Uno dei grossi punti non risolti invece è la customer care. Gli esempi positivi di Yoox, Asos e Threadless nel retail e vendita online lasciano spazio ancora a errori come il caso di LuisaViaRoma che ha investito parecchio nell’ultimo anno in digital pr, eventi e comunicazione di brand ma grazie ai commenti in questo post di lamentele di Guia Soncini sembra che abbia dimenticato qualche regola base.

Uno degli aspetti positivi è l’interpretazione dell’uso di Twitter come strumento di interazione in real time. La conferma negli appuntamenti della New York Fashion Week #NYFW e Milano Fashion Week #MFW e per la Vogue Fashion Night Out #VFNO e #VFNOJP. Per primo quest’anno proprio il blog di Twitter a dare una lista di consigli per seguire eventi, giornalisti e update direttamente dalla sfilate. Gli aggiornamenti da backstage tramite immagini e Twitter hanno quindi contribuito ad aprire le passerelle anche ai non addetti ai lavori grazie al feedback positivo di interesse sempre crescente per il mondo della moda.

L’uso dell’hashtag in modo funzionale è stato anche applicato con la creazione del contest #versaceforhm in occasione della collezione creata in una versione low cost come collaborazione fra i due marchi. A risolvere parzialmente i disagi dell’anno precedente con la collezione Lanvin for H&M, il contest su Twitter ha scelto alcuni vincitori che hanno avuto il posto in prima fila all’apertura dei negozi e il passaparola sul network è servito come informazione sullo stato di vendita dei capi (che sono andati ovviamente a ruba).

Anche se in Italia è uno strumento meno famoso, ha avuto una forte rilevanza anche Tumblr per gli aggiornamenti in diretta.

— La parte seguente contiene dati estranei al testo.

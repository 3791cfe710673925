use super::node::NodeId;
use super::parser::is_support_label;
use super::tree::Tree;

/// Serialize the tree to a canonical Newick string.
///
/// Numeric attributes are written as fixed-point with five fractional
/// digits; absent lengths and supports are not emitted at all.
pub fn write_newick(tree: &Tree) -> String {
    match tree.root() {
        Some(root) => {
            let mut s = subtree_newick(tree, root, None);
            s.push(';');
            s
        }
        None => ";".to_string(),
    }
}

// A node is parenthesised iff it has two or more neighbors (the parent
// counts). Children iterate in `neigh` order, skipping the parent; each
// child renders as: subtree, support, [comment], :length.
fn subtree_newick(tree: &Tree, id: NodeId, parent: Option<NodeId>) -> String {
    let node = tree.get_node(id).unwrap();
    let mut newick = String::new();

    if !node.neigh.is_empty() {
        if node.neigh.len() > 1 {
            newick.push('(');
        }
        let mut nbchild = 0;
        for (i, &child) in node.neigh.iter().enumerate() {
            if Some(child) == parent {
                continue;
            }
            if nbchild > 0 {
                newick.push(',');
            }
            newick.push_str(&subtree_newick(tree, child, Some(id)));

            let edge = tree.get_edge(node.br[i]).unwrap();
            let child_node = tree.get_node(child).unwrap();
            if let Some(support) = edge.support {
                // A `support/pvalue` label already encodes the support;
                // emitting the raw value as well would garble the token
                if !is_support_label(&child_node.name) {
                    newick.push_str(&format!("{:.5}", support));
                }
            }
            if !child_node.comment.is_empty() {
                newick.push_str(&format!("[{}]", child_node.comment));
            }
            if let Some(length) = edge.length {
                newick.push_str(&format!(":{:.5}", length));
            }
            nbchild += 1;
        }
        if node.neigh.len() > 1 {
            newick.push(')');
        }
    }
    newick.push_str(&node.name);

    newick
}

impl Tree {
    /// Serialize this tree to Newick.
    ///
    /// # Example
    /// ```
    /// use brsup::libs::phylo::tree::Tree;
    /// let tree = Tree::from_newick("(A:1,B:2);").unwrap();
    /// assert_eq!(tree.to_newick(), "(A:1.00000,B:2.00000);");
    /// ```
    pub fn to_newick(&self) -> String {
        write_newick(self)
    }
}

In particolare ricordo la selezione di blogger presenti su Tumblr per la preview delle sfilate e l’utilizzo dello strumento da parte di due delle voci più individuali di brand come la pr girl di Oscar De La Renta e la dkny pr girl dal desk di Donna Karan.

L’adozione di Instagram da parte degli utenti di Twitter ha predisposto l’integrazione istantanea dello strumento anche nel settore moda, da parte di influencer e fashion blogger e anche da parte dei brand.
Oltre alla creazione dei profili all’interno del network di Instagram ci sono casi interessanti di integrazione con Facebook, come nel caso di Asos , di utilizzo come fonte di raccolta immagini da parte di Donna Moderna con la creazione di Instaglam durante le sfilate alla Milano Fashion Week e di integrazione come contenuto media nella campagna #marcfam per Marc Jacobs che prevede l’aggregazione di contenuti su un apposita gallery online.

  

Nella costruzione dello storytelling di un marchio emergono un paio di punti interrogativi. Il primo è la perdita di importanza delle campagn di advertising video e sulla carta stampata, il che ha avuto come consguenza la necessità di ripensare a un canale come YouTube.

La creazione di un contenuto virale perde di efficacia se non è inserito in un’azione più ampia. Una campagna ben riuscita come quella di Lanvin per la FW11-12 o l’idea dei video virali natalizi di Converse hanno chiaramente un inserimento diverso all’interno dello storytelling complessivo se confrontati ad esempio con le performance della campagna Burberry Acoustic.

Il secondo interrogativo è la predominanza e l’utilità che hanno avuto i fashion blogger nella costruzione dello storytelling per i marchi del settore moda e la scelta fatta, forse in molti casi, per sfruttare l’ondata di seguito che hanno questi influencer senza analizzare il peso e la qualità dei contenuti che vengono pubblicati.

Con The Sartorialist l’accento era fortemente orientato al concetto di street style e trend setting. Le collaborazioni spesso forzate fra marchio e blogger stanno facendo girare l’ago della bilancia verso l’idea di testimonial, un concetto molto distante dal mondo social.